*I think with kids that age I would tell them as soon as possible and prepare to give them all the information they ask for, including things you may not want to say. They might ask lots of questions. It's their lives too. Don't try to stonewall, be as open and honest as you possibly can.
Remember to say really clearly that it's your fault (both of you) not their fault - nothing they did caused it and nothing they could have done would have stopped it. And that you both love them completely and unconditionally and always will. Have something concrete to say about when and how they will see their dad (hopefully there won't be any restrictions on them doing that).
It's a hammer blow and it's horrible. I feel for you having to do it. But one thing I've learned (ex and I split up 10+ years ago) is that what you do afterwards is what really counts. Being kind, not having rows, NEVER slagging the other parent off, making their relationship with their dad a huge priority even if it means sacrifices for you. This is how you show them that their well-being is still the most important thing for you, and it's also how you get to forgive yourself. I did, eventually.*
I think this is spot on.
Telling my dc that we were separating was the worst experience of my life. I had discovered the day before that my husband, their beloved dad was having an affair. I asked him to leave that day and told him he had to come back the next day as we were going to tell the children together. There was no way I was doing that on my own after what he had done.
So we told them, we said that we weren't making each other happy any more and had decided that we were going to separate and that he was moving out. We told them it was not their fault, that we both love them very much and they will still see us both a lot. My ex even said that we were still friends, which I could have killed him for as we were far from that.
They were both distraught because the reality is we were happy, at least until very recently to the affair. We were a happy family and we did lots of lovely things together.
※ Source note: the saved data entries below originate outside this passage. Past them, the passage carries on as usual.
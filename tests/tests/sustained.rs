mod utils;
#[allow(unused)]
use utils::*;

use pelt::prelude::*;
use std::time::Duration;

#[tokio::test(flavor = "multi_thread")]
async fn sustained_run_reports_consistent_counts() {
    let addr = spawn_mock().await;

    let config = BenchmarkConfig::new(format!("http://{addr}/delay/ms/1"))
        .concurrency(8)
        .duration(Duration::from_millis(800))
        .warmup(Duration::from_millis(200))
        .timeout(Duration::from_secs(5));

    let result = run_benchmark(&config).await.unwrap();
    let stats = result.stats();

    assert!(result.total_requests() > 0);
    assert_eq!(
        result.total_requests(),
        result.successful_requests() + result.failed_requests()
    );
    assert_eq!(result.failed_requests(), 0);
    assert!(stats.latency_min <= stats.latency_p50);
    assert!(stats.latency_p50 <= stats.latency_p90);
    assert!(stats.latency_p90 <= stats.latency_p99);
    // The straggler allowance is one request timeout, not unbounded.
    assert!(result.elapsed() >= Duration::from_millis(800));
    assert!(result.elapsed() < Duration::from_millis(800) + Duration::from_secs(5));
}

#[tokio::test(flavor = "multi_thread")]
async fn warmup_results_are_discarded() {
    let addr = spawn_mock().await;

    // The first request the service ever sees fails; the warmup phase
    // absorbs it, so the measured phase must be failure-free.
    let config = BenchmarkConfig::new(format!("http://{addr}/lazy"))
        .concurrency(4)
        .duration(Duration::from_millis(500))
        .warmup(Duration::from_millis(500))
        .timeout(Duration::from_secs(5));

    let result = run_benchmark(&config).await.unwrap();

    assert!(result.total_requests() > 0);
    assert_eq!(
        result.failed_requests(),
        0,
        "a warmup outcome leaked into the measurement phase"
    );
}

#[tokio::test(flavor = "multi_thread")]
async fn skipping_warmup_measures_immediately() {
    let addr = spawn_mock().await;

    let config = BenchmarkConfig::new(format!("http://{addr}/lazy"))
        .concurrency(2)
        .duration(Duration::from_millis(500))
        .warmup(Duration::ZERO)
        .timeout(Duration::from_secs(5));

    let result = run_benchmark(&config).await.unwrap();

    // Without a warmup phase the one cold failure lands in the measurement.
    assert_eq!(result.failed_requests(), 1);
    assert!(result.successful_requests() > 0);
}

#[tokio::test(flavor = "multi_thread")]
async fn non_success_statuses_are_tagged() {
    let addr = spawn_mock().await;

    let config = BenchmarkConfig::new(format!("http://{addr}/status/503"))
        .concurrency(2)
        .duration(Duration::from_millis(300))
        .warmup(Duration::ZERO)
        .timeout(Duration::from_secs(5));

    let result = run_benchmark(&config).await.unwrap();
    let stats = result.stats();

    assert!(result.failed_requests() > 0);
    assert_eq!(result.successful_requests(), 0);
    assert_eq!(stats.requests_per_second, 0.0);
    assert_eq!(stats.success_rate, 0.0);
    assert!(result
        .failures()
        .iter()
        .all(|failure| failure.to_string() == "http_503"));
}
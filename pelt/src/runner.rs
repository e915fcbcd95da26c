//! Phase execution: one worker pool, one deadline, one sink.

use crate::data::RunResult;
use crate::request::RequestOutcome;
use crate::sink::ResultSink;
use std::future::Future;
use std::sync::atomic::{AtomicBool, Ordering};
use std::sync::Arc;
use std::time::{Duration, Instant};
#[allow(unused)]
use tracing::{debug, error, info, trace, warn};

/// Run one phase: `concurrency` closed-loop workers driving the issuer
/// until `duration` elapses, then a join-all drain.
///
/// The reported elapsed time spans from just before the workers spawn to
/// after the last one finishes, so stragglers that were in flight at the
/// deadline are covered by it. Drain time is bounded by the per-request
/// timeout carried inside the issuer.
pub(crate) async fn run_phase<T, F>(
    issuer: T,
    concurrency: usize,
    duration: Duration,
    sink: &ResultSink,
) -> RunResult
where
    T: Fn() -> F + Send + Sync + 'static + Clone,
    F: Future<Output = RequestOutcome> + Send + 'static,
{
    let stop = Arc::new(AtomicBool::new(false));
    let start = Instant::now();

    let mut workers = Vec::with_capacity(concurrency);
    for _ in 0..concurrency {
        workers.push(tokio::spawn(worker_loop(
            issuer.clone(),
            sink.clone(),
            stop.clone(),
        )));
    }
    debug!("Spawned {concurrency} workers");

    tokio::time::sleep(duration).await;
    stop.store(true, Ordering::Relaxed);
    trace!("Stop signalled, draining workers");

    for worker in workers {
        if let Err(err) = worker.await {
            error!("Worker task failed: {err}");
        }
    }
    let elapsed = start.elapsed();

    let (latencies, failures) = sink.snapshot();
    RunResult::new(latencies, failures, elapsed)
}

/// Issue-and-record until the stop flag is observed. The flag is checked
/// before each request, so one already in flight at the deadline completes
/// and its result is still recorded. A failed request never ends the loop.
async fn worker_loop<T, F>(issuer: T, sink: ResultSink, stop: Arc<AtomicBool>)
where
    T: Fn() -> F + Send + 'static,
    F: Future<Output = RequestOutcome> + Send + 'static,
{
    while !stop.load(Ordering::Relaxed) {
        sink.record(issuer().await);
    }
}
use std::net::SocketAddr;
use std::sync::Once;

/// Boot a fresh mock service on an ephemeral port, so parallel tests never
/// share server state.
#[allow(unused)]
pub async fn spawn_mock() -> SocketAddr {
    init_tracing();
    let listener = tokio::net::TcpListener::bind("127.0.0.1:0").await.unwrap();
    let addr = listener.local_addr().unwrap();
    tokio::spawn(async move { mock_service::serve(listener).await });
    tracing::debug!("mock service listening on {addr}");
    addr
}

#[allow(unused)]
pub fn init_tracing() {
    static INIT: Once = Once::new();
    INIT.call_once(|| {
        let _ = tracing_subscriber::fmt()
            .with_env_filter("pelt=debug,mock_service=debug")
            .try_init();
    });
}
use anyhow::Context;
use clap::Parser;
use pelt::prelude::*;
use std::time::Duration;
use tracing_subscriber::EnvFilter;

mod output;

use output::OutputFormat;

/// HTTP load benchmark: closed-loop concurrent workers, latency
/// percentiles, and cold-start vs. warm-cache comparison.
#[derive(Parser, Debug)]
#[command(name = "pelt", version, about)]
struct Args {
    /// Target URL to benchmark
    #[arg(short, long, default_value = pelt::config::DEFAULT_TARGET)]
    url: String,

    /// Benchmark duration in seconds
    #[arg(short, long, default_value_t = 10)]
    duration: u64,

    /// Number of concurrent workers
    #[arg(short, long, default_value_t = 50)]
    concurrency: usize,

    /// HTTP method (GET, POST, PUT or DELETE)
    #[arg(short, long, default_value = "GET")]
    method: String,

    /// Request body for POST/PUT
    #[arg(short, long)]
    body: Option<String>,

    /// Warmup duration in seconds
    #[arg(short, long, default_value_t = 2)]
    warmup: u64,

    /// Request timeout in seconds
    #[arg(long, default_value_t = 30.0)]
    timeout: f64,

    /// Compare cold start vs warm cache performance
    #[arg(long)]
    compare_cold_warm: bool,

    /// Emit results as JSON
    #[arg(long)]
    json: bool,
}

impl Args {
    fn config(&self) -> anyhow::Result<BenchmarkConfig> {
        anyhow::ensure!(
            self.timeout.is_finite() && self.timeout > 0.0,
            "timeout must be a positive number of seconds"
        );
        let method: Method = self.method.parse()?;

        let mut config = BenchmarkConfig::new(&self.url)
            .method(method)
            .duration(Duration::from_secs(self.duration))
            .concurrency(self.concurrency)
            .warmup(Duration::from_secs(self.warmup))
            .timeout(Duration::from_secs_f64(self.timeout));
        if let Some(body) = &self.body {
            config = config.body(body.clone());
        }
        Ok(config)
    }
}

#[tokio::main]
async fn main() -> anyhow::Result<()> {
    init_tracing();

    let args = Args::parse();
    let config = args.config().context("invalid configuration")?;
    let format = if args.json {
        OutputFormat::Json
    } else {
        OutputFormat::Table
    };

    if format == OutputFormat::Table {
        output::print_banner(&config);
    }

    if args.compare_cold_warm {
        let comparison = compare_cold_warm(&config).await?;
        output::print_comparison(&comparison, format)?;
    } else {
        let result = run_benchmark(&config).await?;
        output::print_run(&result, format)?;
    }

    Ok(())
}

// Logs go to stderr so `--json` output on stdout stays machine-readable.
fn init_tracing() {
    tracing_subscriber::fmt()
        .with_env_filter(
            EnvFilter::try_from_default_env().unwrap_or_else(|_| EnvFilter::new("pelt=info")),
        )
        .with_writer(std::io::stderr)
        .init();
}
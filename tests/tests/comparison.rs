mod utils;
#[allow(unused)]
use utils::*;

use pelt::prelude::*;
use std::time::Duration;

#[tokio::test(flavor = "multi_thread")]
async fn cold_probe_then_warm_run() {
    let addr = spawn_mock().await;

    let config = BenchmarkConfig::new(format!("http://{addr}/lazy"))
        .concurrency(4)
        .duration(Duration::from_millis(500))
        .warmup(Duration::from_millis(200))
        .timeout(Duration::from_secs(5));

    let comparison = compare_cold_warm(&config).await.unwrap();

    // The probe pays the cold cost and records the status it got, even
    // though it is an error code.
    assert_eq!(comparison.cold.status, Some(500));
    assert!(comparison.cold.error.is_none());
    let cold_ms = comparison.cold.latency_ms.unwrap();
    assert!(cold_ms >= 100.0, "cold probe was unexpectedly fast: {cold_ms}ms");

    let warm_stats = comparison.warm.stats();
    assert!(warm_stats.successful_requests > 0);

    // Steady state is far below the cold hit.
    let speedup = comparison.speedup().unwrap();
    assert!(speedup > 1.0, "no speedup measured: {speedup}");
}

#[tokio::test(flavor = "multi_thread")]
async fn unreachable_cold_target_still_yields_warm_numbers() {
    init_tracing();

    // Nothing listens on the discard port; every request fails fast.
    let config = BenchmarkConfig::new("http://127.0.0.1:9/health")
        .concurrency(2)
        .duration(Duration::from_millis(200))
        .warmup(Duration::ZERO)
        .timeout(Duration::from_secs(2));

    let comparison = compare_cold_warm(&config).await.unwrap();

    let error = comparison.cold.error.as_deref().unwrap();
    assert!(error.starts_with("connect_error:"), "unexpected tag: {error}");
    assert!(comparison.cold.latency_ms.is_none());
    assert!(comparison.cold.status.is_none());
    assert!(comparison.speedup().is_none());

    let warm_stats = comparison.warm.stats();
    assert!(warm_stats.failed_requests > 0);
    assert_eq!(warm_stats.successful_requests, 0);
    assert_eq!(warm_stats.success_rate, 0.0);
}
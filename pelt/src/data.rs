use crate::error::RequestFailure;
use crate::stats::RunStatistics;
use std::time::Duration;

/// Everything one phase produced. Immutable once the phase has drained.
#[derive(Debug, Clone)]
pub struct RunResult {
    latencies: Vec<Duration>,
    failures: Vec<RequestFailure>,
    elapsed: Duration,
}

impl RunResult {
    pub(crate) fn new(
        latencies: Vec<Duration>,
        failures: Vec<RequestFailure>,
        elapsed: Duration,
    ) -> Self {
        Self {
            latencies,
            failures,
            elapsed,
        }
    }

    pub fn total_requests(&self) -> u64 {
        self.successful_requests() + self.failed_requests()
    }

    pub fn successful_requests(&self) -> u64 {
        self.latencies.len() as u64
    }

    pub fn failed_requests(&self) -> u64 {
        self.failures.len() as u64
    }

    /// Wall-clock time between phase start and the last worker finishing.
    pub fn elapsed(&self) -> Duration {
        self.elapsed
    }

    /// Latencies of the successful requests, in recording order.
    pub fn latencies(&self) -> &[Duration] {
        &self.latencies
    }

    pub fn failures(&self) -> &[RequestFailure] {
        &self.failures
    }

    pub fn stats(&self) -> RunStatistics {
        RunStatistics::from_result(self)
    }
}
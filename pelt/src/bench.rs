//! Benchmark orchestration: warmup/measurement sequencing and the
//! cold-start vs. warm-cache comparison protocol.

use crate::config::BenchmarkConfig;
use crate::data::RunResult;
use crate::error::{Error, RequestFailure};
use crate::request::{build_client, RequestTemplate};
use crate::runner::run_phase;
use crate::sink::ResultSink;
use std::time::Duration;
#[allow(unused)]
use tracing::{debug, error, info, instrument, trace, warn};

/// Settle time between the cold probe and the warm benchmark.
const COLD_SETTLE: Duration = Duration::from_secs(1);

/// Run the sustained benchmark: an optional capped-concurrency warmup
/// whose results are discarded, then the full-concurrency measurement
/// phase.
#[instrument(name = "benchmark", skip_all, fields(target = %config.target))]
pub async fn run_benchmark(config: &BenchmarkConfig) -> Result<RunResult, Error> {
    config.validate()?;
    let client = build_client(config)?;
    let template = RequestTemplate::new(client, config);
    let sink = ResultSink::new();

    let issuer = move || {
        let template = template.clone();
        async move { template.issue().await }
    };

    if !config.warmup.is_zero() {
        let warmup_workers = config.warmup_concurrency();
        info!(
            "Warming up for {:?} with {warmup_workers} workers",
            config.warmup
        );
        let warmup = run_phase(issuer.clone(), warmup_workers, config.warmup, &sink).await;
        debug!("Discarding {} warmup requests", warmup.total_requests());
        sink.clear();
    }

    info!(
        "Running benchmark for {:?} with {} workers",
        config.duration, config.concurrency
    );
    let result = run_phase(issuer, config.concurrency, config.duration, &sink).await;
    info!("Measurement complete: {}", result.stats());
    Ok(result)
}

/// Outcome of the single cold-start request.
///
/// Any received response counts as a hit, whatever its status; only
/// transport failures end up in `error`.
#[derive(Debug, Clone)]
pub struct ColdProbe {
    pub latency_ms: Option<f64>,
    pub status: Option<u16>,
    pub error: Option<String>,
}

impl ColdProbe {
    fn hit(latency: Duration, status: u16) -> Self {
        Self {
            latency_ms: Some(latency.as_secs_f64() * 1_000.0),
            status: Some(status),
            error: None,
        }
    }

    fn miss(failure: RequestFailure) -> Self {
        Self {
            latency_ms: None,
            status: None,
            error: Some(failure.to_string()),
        }
    }
}

/// Cold probe plus the warm sustained run that followed it.
#[derive(Debug, Clone)]
pub struct Comparison {
    pub cold: ColdProbe,
    pub warm: RunResult,
}

impl Comparison {
    /// Cold latency over warm average latency. `None` when the probe got
    /// no response or the warm run has no positive average.
    pub fn speedup(&self) -> Option<f64> {
        let cold = self.cold.latency_ms?;
        let warm_avg = self.warm.stats().latency_avg;
        (warm_avg > 0.0).then(|| cold / warm_avg)
    }
}

/// Compare cold-start and warm-cache behavior: one unconcurrent probe,
/// a settle pause, then the full sustained sequence.
///
/// A probe failure is recorded, never raised; the warm numbers are always
/// produced even when the target was unreachable at the start.
#[instrument(name = "comparison", skip_all, fields(target = %config.target))]
pub async fn compare_cold_warm(config: &BenchmarkConfig) -> Result<Comparison, Error> {
    config.validate()?;

    info!("Issuing cold-start probe");
    let client = build_client(config)?;
    let template = RequestTemplate::new(client, config);
    let cold = match template.probe().await {
        Ok((latency, status)) => {
            info!(
                "Cold start: {:.3}ms (HTTP {status})",
                latency.as_secs_f64() * 1_000.0
            );
            ColdProbe::hit(latency, status)
        }
        Err(failure) => {
            warn!("Cold start probe failed: {failure}");
            ColdProbe::miss(failure)
        }
    };

    tokio::time::sleep(COLD_SETTLE).await;

    let warm = run_benchmark(config).await?;
    Ok(Comparison { cold, warm })
}
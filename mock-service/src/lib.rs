//! Mock HTTP service used to exercise the benchmark harness.

use axum::extract::{Path, State};
use axum::http::StatusCode;
use axum::routing::get;
use axum::Router;
use std::net::SocketAddr;
use std::sync::atomic::{AtomicBool, Ordering};
use std::sync::Arc;
use std::time::Duration;
use tracing::debug;

/// Extra cost paid by the very first `/lazy` request.
const COLD_DELAY: Duration = Duration::from_millis(200);
const WARM_DELAY: Duration = Duration::from_millis(1);

#[derive(Clone, Default)]
struct LazyState {
    warmed: Arc<AtomicBool>,
}

/// State is created per router, so parallel test servers never share it.
pub fn router() -> Router {
    Router::new()
        .route("/health", get(health))
        .route("/delay/ms/:delay_ms", get(delay))
        .route("/status/:code", get(status))
        .route("/lazy", get(lazy))
        .with_state(LazyState::default())
}

pub async fn run(addr: SocketAddr) {
    let listener = tokio::net::TcpListener::bind(&addr).await.unwrap();
    serve(listener).await;
}

pub async fn serve(listener: tokio::net::TcpListener) {
    axum::serve(listener, router()).await.unwrap();
}

async fn health() -> &'static str {
    "ok"
}

#[axum::debug_handler]
async fn delay(Path(delay_ms): Path<u64>) {
    tokio::time::sleep(Duration::from_millis(delay_ms)).await;
}

#[axum::debug_handler]
async fn status(Path(code): Path<u16>) -> StatusCode {
    StatusCode::from_u16(code).unwrap_or(StatusCode::INTERNAL_SERVER_ERROR)
}

/// Cold on the first request (slow, 500), warm afterwards (fast, 200).
async fn lazy(State(state): State<LazyState>) -> StatusCode {
    if state.warmed.swap(true, Ordering::Relaxed) {
        tokio::time::sleep(WARM_DELAY).await;
        StatusCode::OK
    } else {
        debug!("Serving the cold request");
        tokio::time::sleep(COLD_DELAY).await;
        StatusCode::INTERNAL_SERVER_ERROR
    }
}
They saw us care for each other, being affectionate and loving and then suddenly they were being told we weren't happy.
I decided not to tell them the truth about their dad's affair, which was worse for me as I had to outwardly take half the 'blame' for our family being broken, but I decided it was the best thing for the kids. They love their dad and didn't need to know what he had done. They were 10 and 12 when we split.
Anyway, I think they are old enough to have a mature conversation with them but only what they need to know. It's horrible but they certainly won't be the only ones they know who have been through it and hopefully they have lot of love and support around them over the coming weeks. Good luck.